## Task goal
Nothing but the data below, returned exactly, should appear in the answer.

## Extracted records
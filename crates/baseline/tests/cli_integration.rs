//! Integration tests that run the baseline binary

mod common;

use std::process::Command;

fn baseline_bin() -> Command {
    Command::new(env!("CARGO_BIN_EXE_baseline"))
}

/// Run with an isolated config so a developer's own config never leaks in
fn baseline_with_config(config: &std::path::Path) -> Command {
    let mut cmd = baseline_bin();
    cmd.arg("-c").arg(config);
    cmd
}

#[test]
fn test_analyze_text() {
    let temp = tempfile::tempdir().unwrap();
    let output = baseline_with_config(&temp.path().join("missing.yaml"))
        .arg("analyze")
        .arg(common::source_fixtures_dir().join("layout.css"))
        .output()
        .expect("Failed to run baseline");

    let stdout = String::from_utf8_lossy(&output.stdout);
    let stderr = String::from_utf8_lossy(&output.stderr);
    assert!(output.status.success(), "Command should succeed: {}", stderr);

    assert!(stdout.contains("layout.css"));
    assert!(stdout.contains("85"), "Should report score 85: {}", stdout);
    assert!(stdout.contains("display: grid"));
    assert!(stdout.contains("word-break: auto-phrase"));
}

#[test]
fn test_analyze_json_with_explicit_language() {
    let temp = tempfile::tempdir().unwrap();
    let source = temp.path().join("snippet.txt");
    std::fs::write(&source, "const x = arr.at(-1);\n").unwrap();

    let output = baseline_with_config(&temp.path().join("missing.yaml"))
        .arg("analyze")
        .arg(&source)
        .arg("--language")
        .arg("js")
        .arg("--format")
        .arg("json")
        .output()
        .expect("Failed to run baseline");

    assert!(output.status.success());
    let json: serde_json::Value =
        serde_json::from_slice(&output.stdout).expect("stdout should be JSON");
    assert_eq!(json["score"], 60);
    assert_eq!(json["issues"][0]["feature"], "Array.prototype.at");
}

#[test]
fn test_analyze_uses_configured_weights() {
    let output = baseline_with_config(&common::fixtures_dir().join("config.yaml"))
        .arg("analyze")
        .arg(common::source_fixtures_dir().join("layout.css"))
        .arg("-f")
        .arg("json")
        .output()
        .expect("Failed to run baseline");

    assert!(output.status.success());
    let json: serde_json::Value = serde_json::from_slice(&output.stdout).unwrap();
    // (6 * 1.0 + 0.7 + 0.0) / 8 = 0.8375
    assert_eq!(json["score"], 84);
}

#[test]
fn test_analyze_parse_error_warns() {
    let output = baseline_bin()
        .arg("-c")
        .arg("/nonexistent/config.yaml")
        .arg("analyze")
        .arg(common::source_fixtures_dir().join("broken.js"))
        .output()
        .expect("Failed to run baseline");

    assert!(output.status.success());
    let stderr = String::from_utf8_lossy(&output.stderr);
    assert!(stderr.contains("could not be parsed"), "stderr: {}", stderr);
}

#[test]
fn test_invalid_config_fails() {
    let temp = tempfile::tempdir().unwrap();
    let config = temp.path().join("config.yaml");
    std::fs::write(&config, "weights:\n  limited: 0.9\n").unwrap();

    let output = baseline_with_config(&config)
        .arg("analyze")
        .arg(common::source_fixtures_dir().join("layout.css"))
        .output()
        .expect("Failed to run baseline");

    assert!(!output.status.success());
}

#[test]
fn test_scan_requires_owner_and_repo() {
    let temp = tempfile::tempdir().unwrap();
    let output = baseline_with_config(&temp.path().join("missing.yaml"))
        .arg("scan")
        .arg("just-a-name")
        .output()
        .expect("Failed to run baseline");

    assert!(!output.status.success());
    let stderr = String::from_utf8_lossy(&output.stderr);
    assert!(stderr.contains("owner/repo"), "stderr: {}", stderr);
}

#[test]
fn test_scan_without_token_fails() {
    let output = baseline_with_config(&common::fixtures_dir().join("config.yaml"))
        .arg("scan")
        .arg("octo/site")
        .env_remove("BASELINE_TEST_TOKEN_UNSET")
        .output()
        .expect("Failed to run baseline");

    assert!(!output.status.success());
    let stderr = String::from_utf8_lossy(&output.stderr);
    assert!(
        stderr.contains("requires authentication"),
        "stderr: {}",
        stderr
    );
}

## Solution to this exercise
filename crates/baseline/tests/cli_integration.rs
//! Integration tests that run the baseline binary

mod common;

use std::process::Command;

fn baseline_bin() -> Command {
    Command::new(env!("CARGO_BIN_EXE_baseline"))
}

/// Run with an isolated config so a developer's own config never leaks in
fn baseline_with_config(config: &std::path::Path) -> Command {
    let mut cmd = baseline_bin();
    cmd.arg("-c").arg(config);
    cmd
}

#[test]
fn test_analyze_text() {
    let temp = tempfile::tempdir().unwrap();
    let output = baseline_with_config(&temp.path().join("missing.yaml"))
        .arg("analyze")
        .arg(common::source_fixtures_dir().join("layout.css"))
        .output()
        .expect("Failed to run baseline");

    let stdout = String::from_utf8_lossy(&output.stdout);
    let stderr = String::from_utf8_lossy(&output.stderr);
    assert!(output.status.success(), "Command should succeed: {}", stderr);

    assert!(stdout.contains("layout.css"));
    assert!(stdout.contains("85"), "Should report score 85: {}", stdout);
    assert!(stdout.contains("display: grid"));
    assert!(stdout.contains("word-break: auto-phrase"));
}

#[test]
fn test_analyze_json_with_explicit_language() {
    let temp = tempfile::tempdir().unwrap();
    let source = temp.path().join("snippet.txt");
    std::fs::write(&source, "const x = arr.at(-1);\n").unwrap();

    let output = baseline_with_config(&temp.path().join("missing.yaml"))
        .arg("analyze")
        .arg(&source)
        .arg("--language")
        .arg("js")
        .arg("--format")
        .arg("json")
        .output()
        .expect("Failed to run baseline");

    assert!(output.status.success());
    let json: serde_json::Value =
        serde_json::from_slice(&output.stdout).expect("stdout should be JSON");
    assert_eq!(json["score"], 60);
    assert_eq!(json["issues"][0]["feature"], "Array.prototype.at");
}

#[test]
fn test_analyze_uses_configured_weights() {
    let output = baseline_with_config(&common::fixtures_dir().join("config.yaml"))
        .arg("analyze")
        .arg(common::source_fixtures_dir().join("layout.css"))
        .arg("-f")
        .arg("json")
        .output()
        .expect("Failed to run baseline");

    assert!(output.status.success());
    let json: serde_json::Value = serde_json::from_slice(&output.stdout).unwrap();
    // (6 * 1.0 + 0.7 + 0.0) / 8 = 0.8375
    assert_eq!(json["score"], 84);
}

#[test]
fn test_analyze_parse_error_warns() {
    let output = baseline_bin()
        .arg("-c")
        .arg("/nonexistent/config.yaml")
        .arg("analyze")
        .arg(common::source_fixtures_dir().join("broken.js"))
        .output()
        .expect("Failed to run baseline");

    assert!(output.status.success());
    let stderr = String::from_utf8_lossy(&output.stderr);
    assert!(stderr.contains("could not be parsed"), "stderr: {}", stderr);
}

#[test]
fn test_invalid_config_fails() {
    let temp = tempfile::tempdir().unwrap();
    let config = temp.path().join("config.yaml");
    std::fs::write(&config, "weights:\n  limited: 0.9\n").unwrap();

    let output = baseline_with_config(&config)
        .arg("analyze")
        .arg(common::source_fixtures_dir().join("layout.css"))
        .output()
        .expect("Failed to run baseline");

    assert!(!output.status.success());
}

#[test]
fn test_scan_requires_owner_and_repo() {
    let temp = tempfile::tempdir().unwrap();
    let output = baseline_with_config(&temp.path().join("missing.yaml"))
        .arg("scan")
        .arg("just-a-name")
        .output()
        .expect("Failed to run baseline");

    assert!(!output.status.success());
    let stderr = String::from_utf8_lossy(&output.stderr);
    assert!(stderr.contains("owner/repo"), "stderr: {}", stderr);
}

#[test]
fn test_scan_without_token_fails() {
    let output = baseline_with_config(&common::fixtures_dir().join("config.yaml"))
        .arg("scan")
        .arg("octo/site")
        .env_remove("BASELINE_TEST_TOKEN_UNSET")
        .output()
        .expect("Failed to run baseline");

    assert!(!output.status.success());
    let stderr = String::from_utf8_lossy(&output.stderr);
    assert!(
        stderr.contains("requires authentication"),
        "stderr: {}",
        stderr
    );
}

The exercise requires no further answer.